**WHAT TO WORK ON**.
All entries shown below must be given again word for word.

Dataset records
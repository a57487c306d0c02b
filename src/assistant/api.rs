//! # API Facade
//!
//! [`AssistantApi`] owns the two collections and the store behind them. A UI feeds
//! it raw lines through [`AssistantApi::execute`] and prints the returned
//! [`CmdResult`]; it never has to handle an error itself.
//!
//! ## Error boundary
//!
//! `execute` is the one place where `Err(AssistantError)` becomes output:
//! - expected failures (bad field values, unknown contacts, duplicate notes) are
//!   rendered with their own message text;
//! - anything else is logged and rendered as `An error occurred: ...`.
//!
//! ## Persistence
//!
//! Both collections are read once in [`AssistantApi::new`] and written back in full
//! by [`AssistantApi::checkpoint`]. Commands only mutate memory.
//!
//! Like the rest of the library, the API never touches stdout or the process.

use crate::address_book::AddressBook;
use crate::commands::{self, CmdResult, Context};
use crate::config::AssistantConfig;
use crate::error::{AssistantError, Result};
use crate::fields::FieldPolicy;
use crate::input::{parse_line, Command, UnknownCommand};
use crate::notebook::Notebook;
use crate::store::{self, DataStore};
use chrono::{Local, NaiveDate, Utc};
use tracing::{debug, error};

pub struct AssistantApi<S: DataStore> {
    store: S,
    book: AddressBook,
    notebook: Notebook,
    policy: FieldPolicy,
    birthday_window: i64,
    today: Option<NaiveDate>,
}

impl<S: DataStore> AssistantApi<S> {
    /// Loads both collections from `store`.
    pub fn new(mut store: S, config: &AssistantConfig) -> Result<Self> {
        let book = store::load_address_book(&mut store)?;
        let notebook = store::load_notebook(&mut store)?;
        debug!(
            contacts = book.len(),
            notes = notebook.len(),
            "loaded collections"
        );
        Ok(Self {
            store,
            book,
            notebook,
            policy: config.field_policy(),
            birthday_window: config.birthday_window,
            today: None,
        })
    }

    /// Pins "today" instead of reading the local clock.
    pub fn with_today(mut self, today: NaiveDate) -> Self {
        self.today = Some(today);
        self
    }

    pub fn address_book(&self) -> &AddressBook {
        &self.book
    }

    pub fn notebook(&self) -> &Notebook {
        &self.notebook
    }

    pub fn store(&self) -> &S {
        &self.store
    }

    /// Runs one input line. Blank lines yield an empty result.
    pub fn execute(&mut self, line: &str) -> CmdResult {
        match parse_line(line) {
            Some(parsed) => self.execute_args(&parsed.command, &parsed.args),
            None => CmdResult::default(),
        }
    }

    /// Runs a command whose arguments are already split, e.g. from argv.
    pub fn execute_args(&mut self, name: &str, args: &[String]) -> CmdResult {
        let command = match name.parse::<Command>() {
            Ok(command) => command,
            Err(UnknownCommand(name)) => return commands::general::unknown_command(&name),
        };
        debug!(%command, args = args.len(), "dispatch");

        match self.dispatch(command, args) {
            Ok(result) => result,
            Err(e) => {
                if !e.is_expected() {
                    error!(%command, error = %e, "command failed");
                }
                CmdResult::error(describe_error(&e))
            }
        }
    }

    pub fn dispatch(&mut self, command: Command, args: &[String]) -> Result<CmdResult> {
        use commands::{birthdays, contacts, general, notes, search};

        let ctx = self.context();
        let now = Utc::now();
        match command {
            Command::Add => contacts::add(&mut self.book, args, &ctx),
            Command::Change => contacts::change(&mut self.book, args, &ctx),
            Command::RemovePhone => contacts::remove_phone(&mut self.book, args, &ctx),
            Command::Phone => contacts::phone(&self.book, args),
            Command::All => contacts::all(&self.book),
            Command::AddBirthday => birthdays::add_birthday(&mut self.book, args),
            Command::ShowBirthday => birthdays::show_birthday(&self.book, args),
            Command::Birthdays => birthdays::birthdays(&self.book, args, &ctx),
            Command::AddEmail => contacts::add_email(&mut self.book, args, &ctx),
            Command::AddAddress => contacts::add_address(&mut self.book, args),
            Command::DeleteContact => contacts::delete_contact(&mut self.book, args),
            Command::SearchContacts => search::search_contacts(&self.book, args),
            Command::AddNote => notes::add_note(&mut self.notebook, args),
            Command::EditNote => notes::edit_note(&mut self.notebook, args),
            Command::DeleteNote => notes::delete_note(&mut self.notebook, args),
            Command::ShowNote => notes::show_note(&self.notebook, args, now),
            Command::SearchNote => notes::search_note(&self.notebook, args, now),
            Command::ShowNotes => notes::show_notes(&self.notebook, now),
            Command::AddTag => notes::add_tag(&mut self.notebook, args),
            Command::RemoveTag => notes::remove_tag(&mut self.notebook, args),
            Command::SearchTag => notes::search_tag(&self.notebook, args, now),
            Command::Hello => general::hello(),
            Command::Help => general::help(),
            Command::Close => general::close(),
        }
    }

    /// Writes both collections back to the store in full.
    ///
    /// Both writes are attempted even if the first fails; the first error is
    /// returned.
    pub fn checkpoint(&mut self) -> Result<()> {
        let contacts = store::save_address_book(&mut self.store, &self.book);
        let notes = store::save_notebook(&mut self.store, &self.notebook);
        debug!(
            contacts = self.book.len(),
            notes = self.notebook.len(),
            "checkpoint"
        );
        contacts.and(notes)
    }

    fn context(&self) -> Context {
        Context {
            policy: self.policy,
            today: self.today(),
            birthday_window: self.birthday_window,
        }
    }

    fn today(&self) -> NaiveDate {
        self.today.unwrap_or_else(|| Local::now().date_naive())
    }
}

/// User-facing text for an error: its own message when the user caused it,
/// a generic prefix otherwise.
pub fn describe_error(e: &AssistantError) -> String {
    if e.is_expected() {
        e.to_string()
    } else {
        format!("An error occurred: {}", e)
    }
}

**REPLY TO THE TASK**.
repository a57487c306d0c02b
filename src/assistant/api.rs
//! # API Facade
//!
//! [`AssistantApi`] owns the two collections and the store behind them. A UI feeds
//! it raw lines through [`AssistantApi::execute`] and prints the returned
//! [`CmdResult`]; it never has to handle an error itself.
//!
//! ## Error boundary
//!
//! `execute` is the one place where `Err(AssistantError)` becomes output:
//! - expected failures (bad field values, unknown contacts, duplicate notes) are
//!   rendered with their own message text;
//! - anything else is logged and rendered as `An error occurred: ...`.
//!
//! ## Persistence
//!
//! Both collections are read once in [`AssistantApi::new`] and written back in full
//! by [`AssistantApi::checkpoint`]. Commands only mutate memory.
//!
//! Like the rest of the library, the API never touches stdout or the process.

use crate::address_book::AddressBook;
use crate::commands::{self, CmdResult, Context};
use crate::config::AssistantConfig;
use crate::error::{AssistantError, Result};
use crate::fields::FieldPolicy;
use crate::input::{parse_line, Command, UnknownCommand};
use crate::notebook::Notebook;
use crate::store::{self, DataStore};
use chrono::{Local, NaiveDate, Utc};
use tracing::{debug, error};

pub struct AssistantApi<S: DataStore> {
    store: S,
    book: AddressBook,
    notebook: Notebook,
    policy: FieldPolicy,
    birthday_window: i64,
    today: Option<NaiveDate>,
}

impl<S: DataStore> AssistantApi<S> {
    /// Loads both collections from `store`.
    pub fn new(mut store: S, config: &AssistantConfig) -> Result<Self> {
        let book = store::load_address_book(&mut store)?;
        let notebook = store::load_notebook(&mut store)?;
        debug!(
            contacts = book.len(),
            notes = notebook.len(),
            "loaded collections"
        );
        Ok(Self {
            store,
            book,
            notebook,
            policy: config.field_policy(),
            birthday_window: config.birthday_window,
            today: None,
        })
    }

    /// Pins "today" instead of reading the local clock.
    pub fn with_today(mut self, today: NaiveDate) -> Self {
        self.today = Some(today);
        self
    }

    pub fn address_book(&self) -> &AddressBook {
        &self.book
    }

    pub fn notebook(&self) -> &Notebook {
        &self.notebook
    }

    pub fn store(&self) -> &S {
        &self.store
    }

    /// Runs one input line. Blank lines yield an empty result.
    pub fn execute(&mut self, line: &str) -> CmdResult {
        match parse_line(line) {
            Some(parsed) => self.execute_args(&parsed.command, &parsed.args),
            None => CmdResult::default(),
        }
    }

    /// Runs a command whose arguments are already split, e.g. from argv.
    pub fn execute_args(&mut self, name: &str, args: &[String]) -> CmdResult {
        let command = match name.parse::<Command>() {
            Ok(command) => command,
            Err(UnknownCommand(name)) => return commands::general::unknown_command(&name),
        };
        debug!(%command, args = args.len(), "dispatch");

        match self.dispatch(command, args) {
            Ok(result) => result,
            Err(e) => {
                if !e.is_expected() {
                    error!(%command, error = %e, "command failed");
                }
                CmdResult::error(describe_error(&e))
            }
        }
    }

    pub fn dispatch(&mut self, command: Command, args: &[String]) -> Result<CmdResult> {
        use commands::{birthdays, contacts, general, notes, search};

        let ctx = self.context();
        let now = Utc::now();
        match command {
            Command::Add => contacts::add(&mut self.book, args, &ctx),
            Command::Change => contacts::change(&mut self.book, args, &ctx),
            Command::RemovePhone => contacts::remove_phone(&mut self.book, args, &ctx),
            Command::Phone => contacts::phone(&self.book, args),
            Command::All => contacts::all(&self.book),
            Command::AddBirthday => birthdays::add_birthday(&mut self.book, args),
            Command::ShowBirthday => birthdays::show_birthday(&self.book, args),
            Command::Birthdays => birthdays::birthdays(&self.book, args, &ctx),
            Command::AddEmail => contacts::add_email(&mut self.book, args, &ctx),
            Command::AddAddress => contacts::add_address(&mut self.book, args),
            Command::DeleteContact => contacts::delete_contact(&mut self.book, args),
            Command::SearchContacts => search::search_contacts(&self.book, args),
            Command::AddNote => notes::add_note(&mut self.notebook, args),
            Command::EditNote => notes::edit_note(&mut self.notebook, args),
            Command::DeleteNote => notes::delete_note(&mut self.notebook, args),
            Command::ShowNote => notes::show_note(&self.notebook, args, now),
            Command::SearchNote => notes::search_note(&self.notebook, args, now),
            Command::ShowNotes => notes::show_notes(&self.notebook, now),
            Command::AddTag => notes::add_tag(&mut self.notebook, args),
            Command::RemoveTag => notes::remove_tag(&mut self.notebook, args),
            Command::SearchTag => notes::search_tag(&self.notebook, args, now),
            Command::Hello => general::hello(),
            Command::Help => general::help(),
            Command::Close => general::close(),
        }
    }

    /// Writes both collections back to the store in full.
    ///
    /// Both writes are attempted even if the first fails; the first error is
    /// returned.
    pub fn checkpoint(&mut self) -> Result<()> {
        let contacts = store::save_address_book(&mut self.store, &self.book);
        let notes = store::save_notebook(&mut self.store, &self.notebook);
        debug!(
            contacts = self.book.len(),
            notes = self.notebook.len(),
            "checkpoint"
        );
        contacts.and(notes)
    }

    fn context(&self) -> Context {
        Context {
            policy: self.policy,
            today: self.today(),
            birthday_window: self.birthday_window,
        }
    }

    fn today(&self) -> NaiveDate {
        self.today.unwrap_or_else(|| Local::now().date_naive())
    }
}

/// User-facing text for an error: its own message when the user caused it,
/// a generic prefix otherwise.
pub fn describe_error(e: &AssistantError) -> String {
    if e.is_expected() {
        e.to_string()
    } else {
        format!("An error occurred: {}", e)
    }
}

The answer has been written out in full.